Does this make planning sense?

Not to mention economic sense. If you strike out the national team, all lower-tier clubs, the grass-roots football, futsal, and nurseries, Joseph Portelli is suggesting that one club – his – would be operating at a yearly turnover of €7 million. Assuming this would be a competitive league where the other premier teams would have comparative value (not some sick fantasy where the Labour Party wins every election and Ħamrun Spartans win every football league and Joseph Portelli wins every planning application for any tower it suits his fancy to build, for eternity) he’s talking of a football league worth around €80 million a year in today’s money.

Is this feasible and sustainable? I’m not saying I know it isn’t. But if in a country the size of ours you’re going to allow 12 behemoths on the scale of Ta’ Qali to sprout up and down the landscape, you’d better be bloody sure that this is going to generate sustainable jobs and economic benefit. We have enough white elephants as it is.

That’s why we should have planning first, permitting later. That’s why conversations between enthusiastic rags to riches barons and myopic politicians should not be the place where the landscape to be grafted on this country for centuries ahead is designed, for want of a much more appropriately destructive verb.

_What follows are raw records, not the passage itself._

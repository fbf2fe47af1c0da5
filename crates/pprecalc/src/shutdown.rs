use std::sync::atomic::{AtomicBool, Ordering};

/// Cooperative stop flag checked by the row dispatcher.
///
/// Triggering it stops new rows from being handed to workers; rows already
/// in flight run to completion.
#[derive(Debug)]
pub struct ShutdownSignal {
    shutdown: AtomicBool,
}

impl ShutdownSignal {
    /// Create a new shutdown signal in the non-shutdown state.
    pub fn new() -> Self {
        Self {
            shutdown: AtomicBool::new(false),
        }
    }

    /// Trigger the shutdown signal.
    pub fn trigger(&self) {
        self.shutdown.store(true, Ordering::SeqCst);
    }

    /// Check if shutdown has been triggered.
    pub fn is_shutdown(&self) -> bool {
        self.shutdown.load(Ordering::SeqCst)
    }
}

impl Default for ShutdownSignal {
    fn default() -> Self {
        Self::new()
    }
}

And can the development of huge facilities be written around the ambitions and desires of those who decide they want them? Why then not have a race track in Ħamrun? There are many who want one of those. Why not indoor swimming pools for the aquatic clubs to practice year-round? Not just in Tal-Qroqq and Victoria but one each for every neighbourhood. Why not a skate park in every town, and a shooting range, a skating-rink, a gymnasium for karate, and on, and on, and on?

These are all noble ambitions but we’re supposed to have planners to prioritise, rationalise, and allocate space for use in proportion not merely to desire and ambition but resources and space limitations.

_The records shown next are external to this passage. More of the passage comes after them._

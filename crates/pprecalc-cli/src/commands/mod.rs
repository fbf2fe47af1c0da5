//! CLI command implementations.

pub mod recalc;
use thiserror::Error;

#[derive(Debug, Error)]
pub enum Error {
    #[error("SQLError: Incorrect username/password")]
    DatabaseAccessDenied,

    #[error("SQLError: Database does not exist")]
    DatabaseMissing,

    #[error("Database error: {0}")]
    Database(#[from] sqlx::Error),

    #[error("Failed to fetch beatmap {map_id}: {message}")]
    MapFetchFailed { map_id: u32, message: String },

    #[error("Beatmap {0} is not valid UTF-8")]
    MapDecodeFailed(u32),

    #[error("Failed to spawn compute engine: {0}")]
    EngineSpawnFailed(String),

    #[error("Compute engine timed out after {0:?}")]
    EngineTimedOut(std::time::Duration),

    #[error("Compute engine output too short ({0} bytes)")]
    EngineOutputTooShort(usize),

    #[error("Worker task failed: {0}")]
    WorkerFailed(String),

    #[error("Invalid selection filter: {0}")]
    InvalidFilter(String),

    #[error("Invalid config: {0}")]
    InvalidConfig(String),

    #[error("IO error: {0}")]
    Io(#[from] std::io::Error),

    #[error("TOML error: {0}")]
    Toml(#[from] toml::de::Error),

    #[error("Network error: {0}")]
    NetworkError(String),

    #[error("HTTP error: {0}")]
    Http(#[from] reqwest::Error),
}

pub type Result<T> = std::result::Result<T, Error>;

impl Error {
    /// Check if this error is a "file not found" error
    pub fn is_not_found(&self) -> bool {
        matches!(self, Error::Io(e) if e.kind() == std::io::ErrorKind::NotFound)
    }

    /// Check if this error happened while establishing the database connection
    pub fn is_connection_setup(&self) -> bool {
        matches!(self, Error::DatabaseAccessDenied | Error::DatabaseMissing)
    }
}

Some of us have passions and desires that will never have the potential of generating €6 million in yearly revenue to excite the interest of the wealthiest and most powerful in the country. We too have lives and interests, not to mention rights. But we do not have the sort of access to ministers that Joseph Portelli boasts.

In this place which is supposed to be a democracy where rights are universal and the protection of them by the state is expected to be equal, Joseph Portelli’s infectious enthusiasm gets fast track access to policy-making or policy-changing. Or as is more likely fast track access to policy-discarding so he’s allowed to do as he pleases.

He feels entitled to it. He’s not embarrassed by any of it and speaks of it in an interview.

And he’s not afraid of jeopardising his power and influence by being so blaze about it, either. On the contrary, in another part of the interview, he answers the question everybody groans whenever a fresh crane is erected on our landscape, and dust blows from some new cavern dug 100 feet out of a hole next door, “how long will all this construction go on for?”

“A hundred years,” says Joseph Portelli.

It really didn’t feel like it would need so long to deface a country the size of ours. But there must be a reason why our ambition and imagination are so limited as to never sit atop a construction site 400 feet about the ground speaking gleefully of our appetite.

For some, claiming they would go on with what they’re doing for as long as they live would be as much hubris as they would dare. The moneyed-gods of our time promise to stick around to make sure our great-great-grandchildren thank them for their asthma.